The standard family in ML is the p-norm:

\[ \|v\|_p = \left(\sum_i |v_i|^p\right)^{1/p} \]

Special cases:

Norm Formula Interpretation
||v||_1 Σ |v_i| Total absolute weight. Robust to outliers, sparsity-promoting.
||v||_2 (Euclidean) √(Σ v_i²) Standard geometric length. Used everywhere in ML.
||v||_∞ max |v_i| Largest component. Used in gradient clipping.
||v||_0 (not a true norm) count of non-zero entries Sparsity.

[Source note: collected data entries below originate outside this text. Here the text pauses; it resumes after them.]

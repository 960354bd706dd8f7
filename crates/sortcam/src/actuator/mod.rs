//! Half-duplex line link to the actuator controller
//!
//! Commands go out as newline-terminated ASCII lines; the controller answers
//! with reply lines. The [`ActuatorLink`] trait is what the dispatcher
//! drives: the serial implementation talks to real hardware, the memory
//! implementation is a loopback for tests and bench runs.

mod line;
pub mod memory;
pub mod protocol;
#[cfg(feature = "serial")]
pub mod serial;

pub use line::{LineBuffer, MAX_LINE_LEN};
pub use memory::{MemoryLink, MemoryPeer};
pub use protocol::{ActuatorProtocol, ActuatorReply};
#[cfg(feature = "serial")]
pub use serial::{SerialActuator, SerialConfig};

use thiserror::Error;

/// Failures reported by an actuator link. Never retried by the link itself.
#[derive(Debug, Clone, PartialEq, Eq, Error)]
pub enum ActuatorError {
    /// The device is gone (unplugged, closed, I/O failure). Fatal for the
    /// control loop.
    #[error("actuator device unavailable: {0}")]
    DeviceUnavailable(String),
    /// The command could not be flushed within the configured bound.
    #[error("actuator write timed out")]
    WriteTimeout,
}

impl ActuatorError {
    pub fn is_fatal(&self) -> bool {
        matches!(self, ActuatorError::DeviceUnavailable(_))
    }
}

/// A line-oriented link to the actuator.
///
/// None of these calls may block indefinitely: `try_send` is bounded by
/// the link's write timeout, the other two never wait for data.
pub trait ActuatorLink {
    /// Write `command` followed by a newline and flush it.
    fn try_send(&mut self, command: &str) -> Result<(), ActuatorError>;

    /// Return one complete reply line if available. Partial lines stay
    /// buffered until their terminator arrives.
    fn poll_incoming(&mut self) -> Result<Option<String>, ActuatorError>;

    /// Bytes waiting to be read from the device.
    fn bytes_available(&mut self) -> Result<usize, ActuatorError>;
}

impl<L: ActuatorLink + ?Sized> ActuatorLink for Box<L> {
    fn try_send(&mut self, command: &str) -> Result<(), ActuatorError> {
        (**self).try_send(command)
    }

    fn poll_incoming(&mut self) -> Result<Option<String>, ActuatorError> {
        (**self).poll_incoming()
    }

    fn bytes_available(&mut self) -> Result<usize, ActuatorError> {
        (**self).bytes_available()
    }
}
use std::collections::VecDeque;

/// Longest reply line kept before it is cut off and reported as-is.
pub const MAX_LINE_LEN: usize = 256;

/// Reassembles reply lines from arbitrary byte chunks.
///
/// `\r` is stripped, surrounding whitespace trimmed and empty lines dropped
/// (microcontroller `println` output tends to carry both).
#[derive(Debug, Default)]
pub struct LineBuffer {
    partial: Vec<u8>,
    ready: VecDeque<String>,
}

impl LineBuffer {
    pub fn new() -> Self {
        Self::default()
    }

    pub fn push(&mut self, bytes: &[u8]) {
        for &byte in bytes {
            if byte == b'\n' {
                self.finish_line();
            } else {
                self.partial.push(byte);
                if self.partial.len() >= MAX_LINE_LEN {
                    self.finish_line();
                }
            }
        }
    }

    fn finish_line(&mut self) {
        let raw = std::mem::take(&mut self.partial);
        let line = String::from_utf8_lossy(&raw).trim().to_string();
        if !line.is_empty() {
            self.ready.push_back(line);
        }
    }

    /// Next complete line, oldest first
    pub fn next_line(&mut self) -> Option<String> {
        self.ready.pop_front()
    }

    /// Bytes of the unterminated line currently held
    pub fn partial_len(&self) -> usize {
        self.partial.len()
    }
}

#[cfg(test)]
mod tests {
    use super::*;

    #[test]
    fn splits_complete_lines() {
        let mut lines = LineBuffer::new();
        lines.push(b"42\r\n7\n");
        assert_eq!(lines.next_line().as_deref(), Some("42"));
        assert_eq!(lines.next_line().as_deref(), Some("7"));
        assert_eq!(lines.next_line(), None);
    }

    #[test]
    fn holds_partial_line_until_terminator() {
        let mut lines = LineBuffer::new();
        lines.push(b"4");
        assert_eq!(lines.next_line(), None);
        assert_eq!(lines.partial_len(), 1);

        lines.push(b"2\n");
        assert_eq!(lines.next_line().as_deref(), Some("42"));
        assert_eq!(lines.partial_len(), 0);
    }

    #[test]
    fn drops_blank_lines() {
        let mut lines = LineBuffer::new();
        lines.push(b"\r\n\n  \n42\n");
        assert_eq!(lines.next_line().as_deref(), Some("42"));
        assert_eq!(lines.next_line(), None);
    }

    #[test]
    fn cuts_overlong_garbage() {
        let mut lines = LineBuffer::new();
        lines.push(&vec![b'x'; MAX_LINE_LEN + 10]);
        let first = lines.next_line().unwrap();
        assert_eq!(first.len(), MAX_LINE_LEN);
        assert_eq!(lines.partial_len(), 10);
    }

    #[test]
    fn invalid_utf8_is_decoded_lossily() {
        let mut lines = LineBuffer::new();
        lines.push(&[0xFF, b'4', b'2', b'\n']);
        let line = lines.next_line().unwrap();
        assert!(line.ends_with("42"));
        assert_ne!(line, "42");
    }
}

Optimized via L1 relaxation.

Equivalences (in finite dimensions):

  • ||v||_∞ ≤ ||v||_2 ≤ ||v||_1
  • ||v||_1 ≤ √n ||v||_2
  • ||v||_2 ≤ √n ||v||_∞

These imply that "convergence in any p-norm" is equivalent to "convergence in any other p-norm" in finite dimensions — but the constants differ, which matters for numerical bounds.

§A13 examples of vector norms

Take a length-5 tense-classification logit vector x = [1.2, 4.7, 3.1, 0.5, 2.9]:

  • ||x||_1 = 1.2 + 4.7 + 3.1 + 0.5 + 2.9 = 12.4
  • ||x||_2 = √(1.44 + 22.09 + 9.61 + 0.25 + 8.41) = √41.8 ≈ 6.47
  • ||x||_∞ = 4.7 (the "present" logit; the model's most confident class)

After softmax, the probability vector p ≈ [0.018, 0.612, 0.124, 0.009, 0.237]:

  • ||p||_1 = 1.0 (always, by construction of a probability)
  • ||p||_2 ≈ 0.678 (not max; max would be uniform)
  • ||p||_∞ ≈ 0.612 (the model's predicted-class confidence)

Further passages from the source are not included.